Einwurf zur Aktenlage – der „Fall“ Andrej Holm

Der „Fall“ Holm ist ein hervorragendes Beispiel für die nichtgewollte und längst gescheiterte sogenannte Aufarbeitung.

Der „Fall“ lässt sich in wenigen Sätzen zusammenfassen. Holms politische Vorhaben missfallen einer Gruppe von Leuten, die nicht wollen, dass ihrem Streben nach Gewinnmaximierung Einhalt geboten wird. Der bereits als Linksextremist gebrandmarkte Holm ist gefährlich und wurde – so weit wie möglich – aus dem Weg geräumt. Seine Geschichte mit der Stasi passte perfekt. Da halfen natürlich auch wichtige  gutgemeinte und gut erklärende Solidaritätsbekundungen nichts. Siehe z.B. hier: Haus der Demokratie – Offener Brief

Als es begann, kannte ich das Ende. Möglichst weitgehende Vernichtung der beruflichen Existenz. Es funktioniert immer wieder auf gleiche Weise. Nach der Fragestellung „Einmal Stasi, immer Stasi“ wird die Frage nach einem langwierigen Scheinprozess systemimmanent beantwortet: Einmal Stasi, immer Stasi!
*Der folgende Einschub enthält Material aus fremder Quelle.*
use crate::models::*;
use crate::services::TournamentService;
use actix_web::{HttpResponse, ResponseError, Result, web};
use serde_json::json;

#[utoipa::path(
    post,
    path = "/events/{event_id}/rounds",
    tag = "tournament",
    params(
        ("event_id" = i64, Path, description = "Event id")
    ),
    request_body = CreateRoundRequest,
    responses(
        (status = 201, description = "Round created", body = RoundResponse),
        (status = 400, description = "Invalid round", body = ApiError)
    )
)]
pub async fn create_round(
    tournament_service: web::Data<TournamentService>,
    path: web::Path<i64>,
    request: web::Json<CreateRoundRequest>,
) -> Result<HttpResponse> {
    match tournament_service
        .create_round(path.into_inner(), request.into_inner())
        .await
    {
        Ok(round) => Ok(HttpResponse::Created().json(json!({
            "success": true,
            "data": round
        }))),
        Err(e) => Ok(e.error_response()),
    }
}

#[utoipa::path(
    get,
    path = "/rounds/{id}",
    tag = "tournament",
    params(
        ("id" = i64, Path, description = "Round id")
    ),
    responses(
        (status = 200, description = "Round with matches and points", body = RoundSummaryResponse),
        (status = 404, description = "Round not found", body = ApiError)
    )
)]
pub async fn get_round(
    tournament_service: web::Data<TournamentService>,
    path: web::Path<i64>,
) -> Result<HttpResponse> {
    match tournament_service.get_round_summary(path.into_inner()).await {
        Ok(summary) => Ok(HttpResponse::Ok().json(json!({
            "success": true,
            "data": summary
        }))),
        Err(e) => Ok(e.error_response()),
    }
}

#[utoipa::path(
    put,
    path = "/rounds/{id}/status",
    tag = "tournament",
    params(
        ("id" = i64, Path, description = "Round id")
    ),
    request_body = UpdateRoundStatusRequest,
    responses(
        (status = 200, description = "Round status updated", body = RoundResponse),
        (status = 404, description = "Round not found", body = ApiError)
    )
)]
pub async fn update_round_status(
    tournament_service: web::Data<TournamentService>,
    path: web::Path<i64>,
    request: web::Json<UpdateRoundStatusRequest>,
) -> Result<HttpResponse> {
    match tournament_service
        .set_round_status(path.into_inner(), request.status)
        .await
    {
        Ok(round) => Ok(HttpResponse::Ok().json(json!({
            "success": true,
            "data": round
        }))),
        Err(e) => Ok(e.error_response()),
    }
}

#[utoipa::path(
    post,
    path = "/rounds/{id}/matches",
    tag = "tournament",
    params(
        ("id" = i64, Path, description = "Round id")
    ),
    request_body = CreateMatchRequest,
    responses(
        (status = 201, description = "Match created", body = MatchResponse),
        (status = 400, description = "Invalid pairing", body = ApiError),
        (status = 404, description = "Round not found", body = ApiError)
    )
)]
pub async fn create_match(
    tournament_service: web::Data<TournamentService>,
    path: web::Path<i64>,
    request: web::Json<CreateMatchRequest>,
) -> Result<HttpResponse> {
    match tournament_service
        .create_match(path.into_inner(), request.into_inner())
        .await
    {
        Ok(game) => Ok(HttpResponse::Created().json(json!({
            "success": true,
            "data": game
        }))),
        Err(e) => Ok(e.error_response()),
    }
}

#[utoipa::path(
    get,
    path = "/matches/{id}",
    tag = "tournament",
    params(
        ("id" = i64, Path, description = "Match id")
    ),
    responses(
        (status = 200, description = "Match with derived points", body = MatchResponse),
        (status = 404, description = "Match not found", body = ApiError)
    )
)]
pub async fn get_match(
    tournament_service: web::Data<TournamentService>,
    path: web::Path<i64>,
) -> Result<HttpResponse> {
    match tournament_service.get_match(path.into_inner()).await {
        Ok(game) => Ok(HttpResponse::Ok().json(json!({
            "success": true,
            "data": game
        }))),
        Err(e) => Ok(e.error_response()),
    }
}

#[utoipa::path(
    put,
    path = "/matches/{id}/status",
    tag = "tournament",
    params(
        ("id" = i64, Path, description = "Match id")
    ),
    request_body = UpdateMatchStatusRequest,
    responses(
        (status = 200, description = "Match status updated", body = MatchResponse),
        (status = 404, description = "Match not found", body = ApiError),
        (status = 409, description = "Result must be cleared first", body = ApiError)
    )
)]
pub async fn update_match_status(
    tournament_service: web::Data<TournamentService>,
    path: web::Path<i64>,
    request: web::Json<UpdateMatchStatusRequest>,
) -> Result<HttpResponse> {
    match tournament_service
        .set_match_status(path.into_inner(), request.status)
        .await
    {
        Ok(game) => Ok(HttpResponse::Ok().json(json!({
            "success": true,
            "data": game
        }))),
        Err(e) => Ok(e.error_response()),
    }
}

#[utoipa::path(
    put,
    path = "/matches/{id}/result",
    tag = "tournament",
    params(
        ("id" = i64, Path, description = "Match id")
    ),
    request_body = SetMatchResultRequest,
    responses(
        (status = 200, description = "Result recorded", body = MatchResponse),
        (status = 404, description = "Match not found", body = ApiError),
        (status = 409, description = "Match is not completed", body = ApiError)
    )
)]
pub async fn set_match_result(
    tournament_service: web::Data<TournamentService>,
    path: web::Path<i64>,
    request: web::Json<SetMatchResultRequest>,
) -> Result<HttpResponse> {
    match tournament_service
        .set_match_result(path.into_inner(), request.result)
        .await
    {
        Ok(game) => Ok(HttpResponse::Ok().json(json!({
            "success": true,
            "data": game
        }))),
        Err(e) => Ok(e.error_response()),
    }
}

#[utoipa::path(
    delete,
    path = "/matches/{id}/result",
    tag = "tournament",
    params(
        ("id" = i64, Path, description = "Match id")
    ),
    responses(
        (status = 200, description = "Result cleared", body = MatchResponse),
        (status = 404, description = "Match not found", body = ApiError)
    )
)]
pub async fn clear_match_result(
    tournament_service: web::Data<TournamentService>,
    path: web::Path<i64>,
) -> Result<HttpResponse> {
    match tournament_service
        .clear_match_result(path.into_inner())
        .await
    {
        Ok(game) => Ok(HttpResponse::Ok().json(json!({
            "success": true,
            "data": game
        }))),
        Err(e) => Ok(e.error_response()),
    }
}

pub fn tournament_config(cfg: &mut web::ServiceConfig) {
    cfg.route("/events/{event_id}/rounds", web::post().to(create_round))
        .service(
            web::scope("/rounds")
                .route("/{id}", web::get().to(get_round))
                .route("/{id}/status", web::put().to(update_round_status))
                .route("/{id}/matches", web::post().to(create_match)),
        )
        .service(
            web::scope("/matches")
                .route("/{id}", web::get().to(get_match))
                .route("/{id}/status", web::put().to(update_match_status))
                .service(
                    web::resource("/{id}/result")
                        .route(web::put().to(set_match_result))
                        .route(web::delete().to(clear_match_result)),
                ),
        );
}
Schuld an der Antwort ist der IM, der Hauptamtliche Mitarbeiter, der Täter – hätte er doch zur rechten Zeit aufgeklärt, um Entschuldigung gebeten, sich rechtens geschämt, sich vollständig erinnert, sich nicht herausgeredet, nichts verschwiegen, seine Taten öffentlich gemacht (überall und lückenlos), die Fragen vollständig beantwortet, sich nicht um den Posten, die Stellung beworben – und so weiter und so fort.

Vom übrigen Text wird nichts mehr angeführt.